_TRY IT_
Lines holding the string "signals": copy each one from the listing below.

════════════════════

/// Asynchronous resource loader, called with the controller's current key
pub type Loader<T> = Arc<dyn Fn(&str) -> BoxFuture<'static, ClientResult<T>> + Send + Sync>;

/// Success callback
pub type SuccessCallback<T> = Arc<dyn Fn(&T) + Send + Sync>;

/// Error callback
pub type ErrorCallback = Arc<dyn Fn(&ClientError) + Send + Sync>;

/// Wrap a zero-argument async closure as a [`Loader`] that ignores the key
pub fn loader<T, F, Fut>(f: F) -> Loader<T>
where
    F: Fn() -> Fut + Send + Sync + 'static,
    Fut: Future<Output = ClientResult<T>> + Send + 'static,
{
    Arc::new(move |_key: &str| f().boxed())
}

/// Wrap an async closure that fetches whatever key it is given
///
/// Use this when the controller may switch keys with
/// [`FetchController::set_key`].
pub fn keyed_loader<T, F, Fut>(f: F) -> Loader<T>
where
    F: Fn(&str) -> Fut + Send + Sync + 'static,
    Fut: Future<Output = ClientResult<T>> + Send + 'static,
{
    Arc::new(move |key: &str| f(key).boxed())
}

/// Observable state of one fetch controller
#[derive(Debug, Clone, PartialEq)]
pub struct FetchState<T> {
    /// Last good value
    pub data: Option<T>,
    /// First load in progress with nothing to show
    pub is_loading: bool,
    /// Background revalidation in progress
    pub is_validating: bool,
    /// Error of the most recent accepted request
    pub error: Option<ClientError>,
}

impl<T> FetchState<T> {
    /// Empty state
    #[inline]
    #[must_use]
    pub fn empty() -> Self {
        Self {
            data: None,
            is_loading: false,
            is_validating: false,
            error: None,
        }
    }

    /// State seeded from a cached value
    #[inline]
    #[must_use]
    pub fn seeded(data: T) -> Self {
        Self {
            data: Some(data),
            ..Self::empty()
        }
    }

    /// State of a first load with nothing cached
    #[inline]
    #[must_use]
    pub fn loading() -> Self {
        Self {
            is_loading: true,
            ..Self::empty()
        }
    }
}

impl<T> Default for FetchState<T> {
    fn default() -> Self {
        Self::empty()
    }
}

/// Fetch controller options
pub struct FetchOptions<T> {
    /// Refetch when the host regains focus
    pub revalidate_on_focus: bool,
    /// Refetch when connectivity is restored
    pub revalidate_on_reconnect: bool,
    /// Refetch on a fixed cadence
    pub refresh_interval: Option<Duration>,
    /// Called after every accepted successful resolution
    pub on_success: Option<SuccessCallback<T>>,
    /// Called after every accepted failed resolution
    pub on_error: Option<ErrorCallback>,
}

impl<T> FetchOptions<T> {
    /// Default options
    #[inline]
    #[must_use]
    pub fn new() -> Self {
        Self::default()
    }

    /// With focus revalidation toggled
    #[inline]
    #[must_use]
    pub fn revalidate_on_focus(mut self, enabled: bool) -> Self {
        self.revalidate_on_focus = enabled;
        self
    }

    /// With reconnect revalidation toggled
    #[inline]
    #[must_use]
    pub fn revalidate_on_reconnect(mut self, enabled: bool) -> Self {
        self.revalidate_on_reconnect = enabled;
        self
    }

    /// With fixed refresh interval
    #[inline]
    #[must_use]
    pub fn refresh_interval(mut self, interval: Duration) -> Self {
        self.refresh_interval = Some(interval);
        self
    }

    /// With success callback
    #[must_use]
    pub fn on_success(mut self, f: impl Fn(&T) + Send + Sync + 'static) -> Self {
        self.on_success = Some(Arc::new(f));
        self
    }

    /// With error callback
    #[must_use]
    pub fn on_error(mut self, f: impl Fn(&ClientError) + Send + Sync + 'static) -> Self {
        self.on_error = Some(Arc::new(f));
        self
    }
}

impl<T> Default for FetchOptions<T> {
    fn default() -> Self {
        Self {
            revalidate_on_focus: true,
            revalidate_on_reconnect: true,
            refresh_interval: None,
            on_success: None,
            on_error: None,
        }
    }
}

impl<T> Clone for FetchOptions<T> {
    fn clone(&self) -> Self {
        Self {
            revalidate_on_focus: self.revalidate_on_focus,
            revalidate_on_reconnect: self.revalidate_on_reconnect,
            refresh_interval: self.refresh_interval,
            on_success: self.on_success.clone(),
            on_error: self.on_error.clone(),
        }
    }
}

impl<T> std::fmt::Debug for FetchOptions<T> {
    fn fmt(&self, f: &mut std::fmt::Formatter<'_>) -> std::fmt::Result {
        f.debug_struct("FetchOptions")
            .field("revalidate_on_focus", &self.revalidate_on_focus)
            .field("revalidate_on_reconnect", &self.revalidate_on_reconnect)
            .field("refresh_interval", &self.refresh_interval)
            .finish_non_exhaustive()
    }
}

/// Tracks one outstanding request, even if its future is dropped
///
/// The last request to leave clears the loading flags, unless the key
/// changed in the meantime.
struct InFlight<'a, T> {
    shared: &'a Shared<T>,
    generation: u64,
}

impl<'a, T> InFlight<'a, T> {
    fn enter(shared: &'a Shared<T>, generation: u64) -> Self {
        shared.in_flight.fetch_add(1, Ordering::SeqCst);
        Self { shared, generation }
    }
}

impl<T> Drop for InFlight<'_, T> {
    fn drop(&mut self) {
        let remaining = self.shared.in_flight.fetch_sub(1, Ordering::SeqCst) - 1;
        if remaining > 0 || self.shared.generation.load(Ordering::SeqCst) != self.generation {
            return;
        }
        self.shared.state.send_if_modified(|state| {
            let busy = state.is_loading || state.is_validating;
            state.is_loading = false;
            state.is_validating = false;
            busy
        });
    }
}

struct Shared<T> {
    key: RwLock<Option<String>>,
    generation: AtomicU64,
    loader: Loader<T>,
    cache: CacheStore,
    options: FetchOptions<T>,
    state: watch::Sender<FetchState<T>>,
    in_flight: AtomicUsize,
    disposed: AtomicBool,
}

impl<T> Shared<T>
where
    T: Clone + Send + Sync + 'static,
{
    fn initial_state(&self, key: Option<&str>) -> FetchState<T> {
        match key {
            None => FetchState::empty(),
            Some(key) => match self.cache.get::<T>(key) {
                Some(cached) => FetchState::seeded(cached),
                None => FetchState::loading(),
            },
        }
    }

    fn current_key(&self) -> Option<String> {
        self.key.read().clone()
    }

    async fn revalidate(&self) {
        if self.disposed.load(Ordering::SeqCst) {
            return;
        }
        let Some(key) = self.current_key() else {
            return;
        };
        let generation = self.generation.load(Ordering::SeqCst);
        let seq = self.cache.begin_request(&key);

        let _guard = InFlight::enter(self, generation);
        self.state.send_modify(|state| {
            if state.data.is_some() {
                state.is_validating = true;
            } else {
                state.is_loading = true;
            }
        });
        tracing::debug!(key = %key, seq, "fetch started");
        let result = (self.loader)(&key).await;

        if self.disposed.load(Ordering::SeqCst)
            || self.generation.load(Ordering::SeqCst) != generation
        {
            tracing::debug!(key = %key, seq, "discarding resolution for retired key");
            return;
        }

        // This request is still counted
        let idle = self.in_flight.load(Ordering::SeqCst) == 1;
        match result {
            Ok(value) => {
                let accepted = self.cache.commit(&key, seq, value.clone());
                let for_callback = accepted.then(|| value.clone());
                self.state.send_modify(|state| {
                    if accepted {
                        state.data = Some(value);
                        state.error = None;
                    }
                    if idle {
                        state.is_loading = false;
                        state.is_validating = false;
                    }
                });
                match (for_callback, &self.options.on_success) {
                    (Some(value), Some(on_success)) => on_success(&value),
                    (None, _) => {
                        tracing::debug!(key = %key, seq, "stale resolution discarded");
                    }
                    _ => {}
                }
            }
            Err(err) => {
                let current = self.cache.accept(&key, seq);
                if current {
                    tracing::warn!(key = %key, seq, error = %err, "fetch failed");
                }
                self.state.send_modify(|state| {
                    if current {
                        state.error = Some(err.clone());
                    }
                    if idle {
                        state.is_loading = false;
                        state.is_validating = false;
                    }
                });
                if current {
                    if let Some(on_error) = &self.options.on_error {
                        on_error(&err);
                    }
                }
            }
        }
    }

    async fn listen(self: Arc<Self>, mut signals: broadcast::Receiver<Signal>) {
        loop {
            match signals.recv().await {
                Ok(Signal::Focus) if self.options.revalidate_on_focus => self.revalidate().await,
                Ok(Signal::Reconnect) if self.options.revalidate_on_reconnect => {
                    self.revalidate().await;
                }
                Ok(_) => {}
                Err(broadcast::error::RecvError::Lagged(skipped)) => {
                    tracing::debug!(skipped, "revalidation signals lagged");
                    self.revalidate().await;
                }
                Err(broadcast::error::RecvError::Closed) => break,
            }
        }
    }

    async fn poll_interval(self: Arc<Self>, period: Duration) {
        let mut ticker = tokio::time::interval_at(tokio::time::Instant::now() + period, period);
        ticker.set_missed_tick_behavior(MissedTickBehavior::Delay);
        loop {
            ticker.tick().await;
            self.revalidate().await;
        }
    }
}

/// Cached fetch controller for one resource key
///
/// Lifecycle is explicit: `start()` mounts, `stop()` unsubscribes from
/// triggers, `dispose()` additionally discards any in-flight resolution.
/// A `None` key disables the controller entirely.
pub struct FetchController<T> {
    shared: Arc<Shared<T>>,
    signals: RevalidationSignals,
    tasks: Mutex<Vec<JoinHandle<()>>>,
    cancel: Mutex<CancellationToken>,
    started: AtomicBool,
}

════════════════════

_EXERCISE OUTPUT_
    async fn listen(self: Arc<Self>, mut signals: broadcast::Receiver<Signal>) {
            match signals.recv().await {
                    tracing::debug!(skipped, "revalidation signals lagged");
    signals: RevalidationSignals,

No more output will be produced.